I didn't ask her why she failed to return my call six weeks ago when my car broke down in the parking lot at the baseball field and the tow truck took a few hours to arrive. I wanted her to come because I was afraid to be all by myself. I think she was afraid, too. That's all right.
It's just a ride to the Metro station. Best friends do that for each other, don't they?
But there isn't time to think about it, because here she is now. I unlock the door, and she moves my purse aside.
“Hi there,” I greet her. Last night, she told me that she won't be back until spring break. I think she's going to stay with her aunt until her parents work things out – I didn't really understand the gist of it.
“This weather is so beautiful!” She smiles widely, because she thinks that acting “positive” will help me. Her favorite thing to do is read articles about psychology.
"Yes,” I agree, and steer out of the pale apartment complex.
“So, how have you been doing lately?”
I wonder what she wants me to say, since she hasn't asked me how I'm doing in a long time.
“Not very well. My cousin died last month, and that's been hard.”

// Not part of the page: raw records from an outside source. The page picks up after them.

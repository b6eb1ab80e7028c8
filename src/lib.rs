// Binance REST endpoints and their payloads.
pub mod binance {
    // Calls to the public market data endpoints.
    pub mod api_caller;
    // Response structures.
    pub mod response;
}
// HTTP plumbing.
pub mod http {
    // GET with status classification.
    pub mod client;
    // Backoff for transient failures.
    pub mod retry;
}
// Output storage.
pub mod store {
    /// CSV output file.
    pub mod csv_file;
}
// Settings from the environment.
pub mod config;
// User date parsing and rendering.
pub mod dates;
// CLI download flow.
pub mod download;
// Paginated range fetch.
pub mod fetcher;
// Data models.
pub mod model;
use reqwest::{self, StatusCode};
use serde::de::DeserializeOwned;
use std::time::Duration;
use thiserror::Error;

/// Custom error type for HTTP requests.
#[derive(Error, Debug)]
pub enum RequestError {
    #[error("Transport error: {0}")]
    Transport(String),
    #[error("HTTP error: {0} returned status {1}. Response body: {2}")]
    HttpError(reqwest::Url, u16, String),
    #[error("Rate limited (status {0}): {1}")]
    RateLimited(u16, String),
    #[error("Error deserializing JSON: {0}")]
    JsonError(String),
    #[error("Other error: {0}")]
    Other(String),
}

impl RequestError {
    /// Status code returned by the server, if the request got that far.
    pub fn status(&self) -> Option<u16> {
        match self {
            RequestError::HttpError(_, status, _) | RequestError::RateLimited(status, _) => {
                Some(*status)
            }
            _ => None,
        }
    }
}

// 429 is the regular throttle, 418 is the auto-ban that follows ignoring it.
fn is_throttled(status: StatusCode) -> bool {
    status == StatusCode::TOO_MANY_REQUESTS || status == StatusCode::IM_A_TEAPOT
}

/// Makes a GET request to `path` with query `params` and decodes the JSON body.
pub async fn get<T: DeserializeOwned>(
    client: &reqwest::Client,
    path: &str,                 // Absolute URL.
    params: &[(&str, String)], // Query parameters, in order.
    timeout: Duration,          // Per-call timeout.
) -> Result<T, RequestError> {
    // Construct the URL.
    let url = if params.is_empty() {
        reqwest::Url::parse(path).map_err(|e| RequestError::Other(e.to_string()))?
    } else {
        reqwest::Url::parse_with_params(path, params)
            .map_err(|e| RequestError::Other(e.to_string()))?
    };

    log::debug!("GET {}", url);

    let response = client
        .get(url.as_str())
        .timeout(timeout)
        .send()
        .await
        .map_err(|e| RequestError::Transport(e.to_string()))?;

    // Get the response status code.
    let status = response.status();

    // Handle non-success status codes.
    if !status.is_success() {
        let body = response
            .text()
            .await
            .map_err(|e| RequestError::Transport(e.to_string()))?;
        if is_throttled(status) {
            return Err(RequestError::RateLimited(status.as_u16(), body));
        }
        return Err(RequestError::HttpError(url, status.as_u16(), body));
    }

    // Deserialize the JSON response.
    response
        .json()
        .await
        .map_err(|e| RequestError::JsonError(e.to_string()))
}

“Ohh, I'm so sorry.” It sounds genuine. “How did it happen?”
“I don't want to interfere with her family's privacy, but it was definitely an unexpected situation.” As vague as possible.
“I understand.” Really?
She continues to ask polite questions, and I respond politely. She says lots of hopeful things. I realized the other day there are only so many words you can think of to say to one person. That must be why she didn't talk to me.
Why didn't I talk to her?
When we get to the dimly lit station, I carry one suitcase and she carries the other. After buying a one-way ticket, she listens while I show her the train stops on the lit-up board so she won't get lost. Someone poses for a farewell photograph nearby. I hand her the other bag and step back awkwardly as she crosses the turnstile. She's out of sight for a minute, then reappears on the other side of the iron gate. Her arms are full and my fingers are wrapped around metal. My wrist watch says 10:01 p.m..
It's not as though I dislike her or anything. Maybe there is no problem. The blinking sign says we have four minutes until the train pulls in. If I take one minute for each, I can tell her about all four things that happened since we stopped talking to each other.
She's taking a deep breath to explain something.
“I'm sorry I didn't call you recently.”
“Oh, that's all right. I know you didn't forget.”
“I just had all kinds of things going on.” She makes circular gestures with her hands, but I'm not exactly sure what that means.
“So did I. Life is just so busy, you know?”
“Definitely.” She is relieved that I understand.
“I think I have your contact information,” she smiles. “I'll keep in touch.”
I smile back. I almost tossed my phone into a lake last night, because it's hard to talk to people who don't care. But then, she called.
The hum begins faintly enough, but it swells until we can barely hear each other.
“Thanks for everything. I'll miss you,” she assures me.
“You too.” Maybe it's my fault now. She wants to tell something from her heart, but honesty might be a little difficult at the moment. “I hope you enjoy your trip. I hope –” The brakes squeal deafeningly.
In the summer a few years later-- seven years later – I dial her number from a park bench while I wait for my new best friend to fix his camera.
The ring of the phone feels like it repeats for eternity, like the ring on my finger. She sent me a birthday card last week, and I want to thank her for it.
It's long-distance, but that's okay. I can hear a baby in the background. Maybe hers and mine can be friends, too.
She runs toward the train's glowing lights before can I finish the sentence. “Goodbye,” she calls, but it's muffled by the sounds of people hurrying to catch their ride out of town. Her hair swirls in front of her face, and she struggles with her bags. But she boards the train all right and waves once she finds a seat. I wave back. Doors close and my friend swiftly disappears down the tunnel. Fluorescent lights flicker overhead. There's nothing left to see, so it's time to go.
Someday, we'll both come back to Vienna.